Sunday, July 01, 2012

What do you need?


What do you need? 070112
Margaret Scott
Psalm 130; Mark 5:24b-34

We turn our eyes and hearts to you God, with all our wants and needs, hopes and fears, worries and wishes.  Give us a word for our lives.  Amen.

So, what do you need?
In the psalm, the need is help out of some kind of despair (out of the depths I cry)—it’s a despair born of the need for forgiveness. We don’t know why.  But the psalmist knows God knows.  And the psalmist knows God’s love and redemption is available, which brings hope.
Turn your eyes upon God who is love, and you are brought out of the depths….you might have to wait, perhaps so you can more fully realize your need, or to understand that what you think you need may not be what your really need….but in God, your need is met. 

With God, the poem says, is great power to redeem…. redeem….it means to restore to right relationship (which may or may not be what I had in mind when I was in the depths!)
Turn your eyes upon God, and your need may be clarified.

In our gospel reading, I bet this woman knew this psalm.   She knew the depths of suffering, she knew despair, and she had waited, how she had waited!  And her waiting wasn’t passive; she had kept turning her eyes this way and that, for the healing and help she needed.   This waiting had made her alert to all the ways God might be working, even in the depths.  So when she heard about Jesus, she was ready to risk.  She’d heard about his power, his steadfast love like the divine love the psalm assured her about.

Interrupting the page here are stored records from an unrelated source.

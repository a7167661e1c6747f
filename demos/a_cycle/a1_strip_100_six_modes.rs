#![no_std]
#![no_main]
#![cfg(not(feature = "host"))]

use core::{convert::Infallible, panic};

use embassy_executor::Spawner;
use embassy_rp::gpio::{Input, Pull};
use embassy_time::{Duration, Timer};
use strip_cycler::{
    Result,
    cycler::{self, Cycler},
    led_strip::LedStrip,
    mode_switch::{ModeSwitch, PressedTo, mode_button_task},
    patterns::MODE_COUNT,
};
use {defmt_rtt as _, panic_probe as _};

static MODE_SWITCH: ModeSwitch = ModeSwitch::new(MODE_COUNT);

#[embassy_executor::main]
async fn main(spawner: Spawner) -> ! {
    let err = inner_main(spawner).await.unwrap_err();
    panic!("{err}");
}

async fn inner_main(spawner: Spawner) -> Result<Infallible> {
    let p = embassy_rp::init(Default::default());

    // 100-pixel WS2812 strip on GPIO28, PIO0 + DMA channel 0.
    let led_strip = LedStrip::new(p.PIN_28, p.PIO0, p.DMA_CH0, spawner)?;

    // Blank the strip and give its power rail a moment before animating.
    led_strip.clear().await;
    Timer::after(Duration::from_secs(1)).await;

    // Mode button on GPIO16, wired so a press connects the pin to 3.3V.
    let button = Input::new(p.PIN_16, Pull::Down);
    spawner
        .spawn(mode_button_task(button, PressedTo::Voltage, &MODE_SWITCH))
        .map_err(strip_cycler::Error::TaskSpawn)?;

    let cycler = Cycler::new(&MODE_SWITCH);
    cycler::run(cycler, led_strip).await
}
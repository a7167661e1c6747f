#![allow(missing_docs)]
use embassy_time::Duration;
use strip_cycler::cycler::Cycler;
use strip_cycler::led_strip::{Rgb, STRIP_LEN};
use strip_cycler::mode_switch::{Edge, ModeSwitch};
use strip_cycler::patterns::MODE_COUNT;

fn press(mode_switch: &ModeSwitch) {
    mode_switch.on_edge(Edge::Rising);
    mode_switch.on_edge(Edge::Falling);
}

#[test]
fn starts_in_mode_zero() {
    let mode_switch = ModeSwitch::new(MODE_COUNT);
    let mut cycler: Cycler<'_, STRIP_LEN> = Cycler::new(&mode_switch);

    let (frame, wait) = cycler.next_frame();

    assert_eq!(cycler.active_mode(), 0);
    assert_eq!(wait, Duration::from_millis(100));
    assert_eq!(frame[0], Rgb::new(31, 0, 0));
    assert_eq!(frame[1], Rgb::new(0, 31, 0));
}

#[test]
fn press_switches_pattern_on_the_next_frame() {
    let mode_switch = ModeSwitch::new(MODE_COUNT);
    let mut cycler: Cycler<'_, STRIP_LEN> = Cycler::new(&mode_switch);

    cycler.next_frame();
    press(&mode_switch);
    let (frame, wait) = cycler.next_frame();

    // Mode 1 is the slow fade: its first frame, not a leftover walk frame.
    assert_eq!(cycler.active_mode(), 1);
    assert_eq!(wait, Duration::from_millis(12));
    assert_eq!(frame[0], Rgb::new(31, 0, 15));
}

#[test]
fn frames_are_never_torn_across_a_switch() {
    let mode_switch = ModeSwitch::new(MODE_COUNT);
    let mut cycler: Cycler<'_, STRIP_LEN> = Cycler::new(&mode_switch);

    cycler.next_frame();
    press(&mode_switch);
    let (frame, _) = cycler.next_frame();

    // Every pixel belongs to the new pattern: a fade frame is uniform.
    let first = frame[0];
    assert!(frame.iter().all(|pixel| *pixel == first));
}

#[test]
fn without_a_press_the_pattern_keeps_running() {
    let mode_switch = ModeSwitch::new(MODE_COUNT);
    let mut cycler: Cycler<'_, STRIP_LEN> = Cycler::new(&mode_switch);

    let (first, _) = cycler.next_frame();
    let (second, _) = cycler.next_frame();

    assert_eq!(cycler.active_mode(), 0);
    // The walk rotated one phase slot between the frames.
    assert_eq!(second[0], first[1]);
    assert_eq!(second[1], first[2]);
}

#[test]
fn advance_is_consumed_exactly_once() {
    let mode_switch = ModeSwitch::new(MODE_COUNT);
    let mut cycler: Cycler<'_, STRIP_LEN> = Cycler::new(&mode_switch);

    press(&mode_switch);
    let (first, _) = cycler.next_frame();
    let (second, _) = cycler.next_frame();

    // The second frame continues the fade instead of restarting it.
    assert_eq!(cycler.active_mode(), 1);
    assert_eq!(first[0], Rgb::new(31, 0, 15));
    assert_eq!(second[0], Rgb::new(31, 0, 16));
}

#[test]
fn switching_restarts_the_pattern_from_its_initial_state() {
    let mode_switch = ModeSwitch::new(MODE_COUNT);
    let mut cycler: Cycler<'_, STRIP_LEN> = Cycler::new(&mode_switch);

    // Run the walk off its initial phase, then go once around the mode
    // table back to it.
    cycler.next_frame();
    cycler.next_frame();
    for _ in 0..MODE_COUNT - 1 {
        press(&mode_switch);
        cycler.next_frame();
    }
    press(&mode_switch);
    let (frame, _) = cycler.next_frame();

    // Fresh walk at phase zero, not the phase it was left at.
    assert_eq!(cycler.active_mode(), 0);
    assert_eq!(frame[0], Rgb::new(31, 0, 0));
    assert_eq!(frame[1], Rgb::new(0, 31, 0));
}

#[test]
fn presses_between_frames_coalesce_to_the_latest_mode() {
    let mode_switch = ModeSwitch::new(MODE_COUNT);
    let mut cycler: Cycler<'_, STRIP_LEN> = Cycler::new(&mode_switch);

    press(&mode_switch);
    press(&mode_switch);
    press(&mode_switch);
    let (_, wait) = cycler.next_frame();

    // Three presses before one frame land directly on mode 3.
    assert_eq!(cycler.active_mode(), 3);
    assert_eq!(wait, Duration::from_millis(12));

    // A fourth full cycle moves on to mode 4; a press with no release
    // changes nothing.
    press(&mode_switch);
    cycler.next_frame();
    assert_eq!(cycler.active_mode(), 4);

    mode_switch.on_edge(Edge::Rising);
    cycler.next_frame();
    assert_eq!(cycler.active_mode(), 4);
}

#[test]
fn all_six_modes_are_reachable() {
    let mode_switch = ModeSwitch::new(MODE_COUNT);
    let mut cycler: Cycler<'_, STRIP_LEN> = Cycler::new(&mode_switch);

    let mut seen = Vec::new();
    for _ in 0..MODE_COUNT {
        cycler.next_frame();
        seen.push(cycler.active_mode());
        press(&mode_switch);
    }
    cycler.next_frame();
    seen.push(cycler.active_mode());

    assert_eq!(seen, [0, 1, 2, 3, 4, 5, 0]);
}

So she turned her eyes upon Jesus, and slinking quietly in between the jostling crowd, she reached out and touched his clothes.

In the jostling busyness of life, with all the pleas and prayers and needs Jesus must hear, Jesus feels that humble, touching, plea.  In the raging noise of life, Jesus hears the still small voice of hurt.

Every act of faith, every bleeding soul, every quiet desperate plea, gets noticed…..but we have to reach out, and not just assume that without our participation God is a mind-reader.



This woman interrupts the flow of the crowd; she shouldn’t have been out in public where her ‘uncleanness’ could infect someone else;  And she messes up Jesus’ agenda. And I bet Jairus, whose daughter Jesus was on the way to heal, was really ticked.

  But then Jesus really messes things up:                                                              he is willing to be interrupted,                                                                                                          he is attentive to the moment, aware of what’s happening in his own body and soul,                                                                                                    and he is more concerned with relationship than rules

He wants people to understand that faith isn’t about rules and regulations and religion.  It’s about relationship and  restoration – that redemption the psalm talks about.

So he stops.
He puts himself into a relationship with a damaged soul, restores her to relationship with the community, and names her daughter, one who belongs.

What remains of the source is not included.